The study, “Short-term monitoring of CFTR modulator therapy in adults and children with cystic fibrosis using low and ultra-low-dose lung CT,” was published in La radiologia medica.
CF is caused by genetic mutations that result in the loss or dysfunction of the CFTR protein, leading to the buildup of thick, sticky mucus in organs, particularly the lungs.
CFTR modulators, such as Trikafta, are designed to improve CFTR function in people with specific disease-causing mutations. Imaging tests, such as CT scans, can be used to assess disease progression and treatment effects.
In this study, researchers at a hospital in Rome, Italy, investigated whether low-dose and ultra-low-dose lung CT scans could be used to monitor treatment response in people with CF. Changes over up to 18 months were compared with clinical measures, including forced expiratory volume in 1 second (FEV1), a measure of lung function, and the sweat chloride test.
“Recent advances in low-dose and ultra-low-dose CT protocols may enable more frequent imaging with reduced radiation exposure, enhancing monitoring of disease progression,” the scientists wrote.
Study tests low- and ultra-low-dose CT scans in patients
The study included 15 children (ages 11 to 18) and 15 adults (ages 21 to 57), including 24 females and six males. Children underwent an ultra-low-dose CT protocol with a mean radiation dose of 0.56 millisievert (mSv), while adults received a low-dose CT protocol with a mean dose of 2.4 mSv.
The severity and extent of lung damage were assessed using the Brody II score, a widely used CT scoring system, based on both qualitative and quantitative analyses.
At the start of the study, participants had a mean Brody score of 96, indicating moderate-to-severe lung damage. After starting Trikafta, the score decreased by nearly half, to a mean of 50, indicating a significant improvement.
Quantitative analysis of CT images also showed significant improvements across all measured parameters after treatment. The most significant effect was a 73% reduction in mucus buildup in the lungs. Patients also showed a 51% reduction in airway wall thickening and a 44% decrease in air trapping — when air remains in the lungs after breathing out. Bronchiectasis, a condition marked by permanently widened airways, was reduced by about 34% overall and by 42% in children.

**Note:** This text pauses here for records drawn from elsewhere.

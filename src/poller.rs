use std::time::Duration;

use color_eyre::Section;
use color_eyre::eyre::{eyre, WrapErr};
use tracing::{debug, error, info, info_span, warn, Instrument};

use crate::config::Config;
use crate::error::Result;
use crate::practicum::{HomeworkSource, PracticumClient};
use crate::response::{current_date, extract_latest};
use crate::status::parse_status;
use crate::telegram::{Notifier, TelegramNotifier};

/// Sent instead of a status update when nothing changed since the last cycle.
pub const NO_NEW_STATUSES: &str = "Отсутствие новых статусов";

/// What to do on the cycles that are not a plain status change.
#[derive(Debug, Clone, Copy, PartialEq, Eq)]
pub struct Policy {
    pub notify_unchanged: bool,
    pub advance_timestamp: bool,
    pub report_failures: bool,
}

impl From<&Config> for Policy {
    fn from(config: &Config) -> Self {
        Self {
            notify_unchanged: config.notify_unchanged,
            advance_timestamp: config.advance_timestamp,
            report_failures: config.report_failures,
        }
    }
}

/// Everything the loop remembers between cycles.
#[derive(Debug, Clone, Default, PartialEq, Eq)]
pub struct LoopState {
    /// `from_date` sent to the API. Fixed unless `advance_timestamp` is on.
    pub from_date: i64,
    pub last_message: Option<String>,
    pub last_failure: Option<String>,
}

#[derive(Debug, Clone, PartialEq, Eq)]
pub enum CycleOutcome {
    /// A new status message went out.
    Notified(String),
    /// The status matched the last one sent.
    Unchanged,
    /// The API returned no homeworks for the window.
    NoHomeworks,
    /// The cycle failed; carries the failure summary.
    Failed(String),
}

pub struct Poller<S, N> {
    source: S,
    notifier: N,
    policy: Policy,
    retry_period: Duration,
    state: LoopState,
    cycle: u64,
}

/// The loop wired to the real homework API and Telegram.
pub type HomeworkPoller = Poller<PracticumClient, TelegramNotifier>;

impl HomeworkPoller {
    /// Builds the production loop, refusing to start without all credentials.
    /// The credential check runs before either network client exists.
    pub fn from_config(config: &Config, from_date: i64) -> color_eyre::Result<Self> {
        if !config.check_tokens() {
            let missing = config.missing_tokens().join(", ");
            error!(critical = true, missing = %missing, "Required environment variables are missing");
            return Err(eyre!("Missing required environment variables: {missing}").with_suggestion(
                || "Set PRACTICUM_TOKEN, TELEGRAM_TOKEN and TELEGRAM_CHAT_ID or add them to .env",
            ));
        }

        let source = PracticumClient::new(config).wrap_err("Failed to build homework API client")?;
        let notifier = TelegramNotifier::new(config).wrap_err("Failed to build Telegram client")?;
        Ok(Self::new(
            source,
            notifier,
            Policy::from(config),
            config.retry_period(),
            from_date,
        ))
    }
}

impl<S: HomeworkSource, N: Notifier> Poller<S, N> {
    pub fn new(source: S, notifier: N, policy: Policy, retry_period: Duration, from_date: i64) -> Self {
        Self {
            source,
            notifier,
            policy,
            retry_period,
            state: LoopState {
                from_date,
                ..Default::default()
            },
            cycle: 0,
        }
    }

    pub fn state(&self) -> &LoopState {
        &self.state
    }

    #[cfg(test)]
    pub(crate) fn notifier(&self) -> &N {
        &self.notifier
    }

    /// Polls forever. Only process termination stops it.
    pub async fn run(mut self) {
        info!(
            retry_period = self.retry_period.as_secs(),
            from_date = self.state.from_date,
            "🚀 Homework status polling started"
        );
        loop {
            self.tick_and_wait().await;
        }
    }

    /// One cycle followed by the retry sleep, which runs whatever the outcome.
    pub async fn tick_and_wait(&mut self) -> CycleOutcome {
        let outcome = self.tick().await;
        debug!(seconds = self.retry_period.as_secs(), "Sleeping until next cycle");
        tokio::time::sleep(self.retry_period).await;
        outcome
    }

    /// Runs one fetch, validate, parse, notify pass. Never fails: errors are
    /// logged and folded into [`CycleOutcome::Failed`].
    pub async fn tick(&mut self) -> CycleOutcome {
        self.cycle += 1;
        let span = info_span!("cycle", cycle = self.cycle);

        async {
            match self.run_cycle().await {
                Ok(outcome) => {
                    self.state.last_failure = None;
                    outcome
                }
                Err(e) => {
                    error!(kind = ?e.kind(), error = %e, "❌ Polling cycle failed");
                    let summary = format!("Сбой в работе программы: {e}");
                    self.report_failure(&summary).await;
                    CycleOutcome::Failed(summary)
                }
            }
        }
        .instrument(span)
        .await
    }

    async fn run_cycle(&mut self) -> Result<CycleOutcome> {
        let body = self.source.fetch_updates(self.state.from_date).await?;

        let outcome = match extract_latest(&body)? {
            None => {
                debug!(from_date = self.state.from_date, "No homeworks in the polling window");
                CycleOutcome::NoHomeworks
            }
            Some(homework) => {
                let message = parse_status(homework)?;
                self.deliver(message).await?
            }
        };

        if self.policy.advance_timestamp {
            match current_date(&body) {
                Some(date) => self.state.from_date = date,
                None => warn!("Response has no current_date, from_date left unchanged"),
            }
        }

        Ok(outcome)
    }

    async fn deliver(&mut self, message: String) -> Result<CycleOutcome> {
        if self.state.last_message.as_deref() != Some(message.as_str()) {
            self.notifier.notify(&message).await?;
            info!(%message, "Status change delivered");
            self.state.last_message = Some(message.clone());
            return Ok(CycleOutcome::Notified(message));
        }

        if self.policy.notify_unchanged {
            self.notifier.notify(NO_NEW_STATUSES).await?;
        }
        debug!("No new statuses");
        Ok(CycleOutcome::Unchanged)
    }

    async fn report_failure(&mut self, summary: &str) {
        if !self.policy.report_failures || self.state.last_failure.as_deref() == Some(summary) {
            return;
        }
        match self.notifier.notify(summary).await {
            Ok(()) => self.state.last_failure = Some(summary.to_string()),
            Err(e) => warn!(error = %e, "Failure report was not delivered"),
        }
    }
}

Lung function and sweat test results improved after treatment
Clinical parameter analyses further supported these findings, with patients experiencing a significant increase in FEV1, the amount of air a person can forcefully exhale in one second (1.94 vs. 2.52 L). Participants also experienced a significant decrease in sweat chloride (95 vs. 45 milliequivalents per liter), a marker of CFTR protein function.
In addition, changes in the Brody score were significantly associated with improvements in FEV1 and sweat chloride after treatment.
Overall, “by reducing both radiation exposure and the frequency of scans, these protocols significantly lower radiological risk while offering comprehensive, detailed, and—crucially—repeatable follow-up for both adult and pediatric patients,” the investigators wrote.
The researchers noted that the study included a small number of participants, “a consequence of both the relatively recent introduction of CFTR modulator therapies and the inherent rarity of CF,” particularly among younger patients.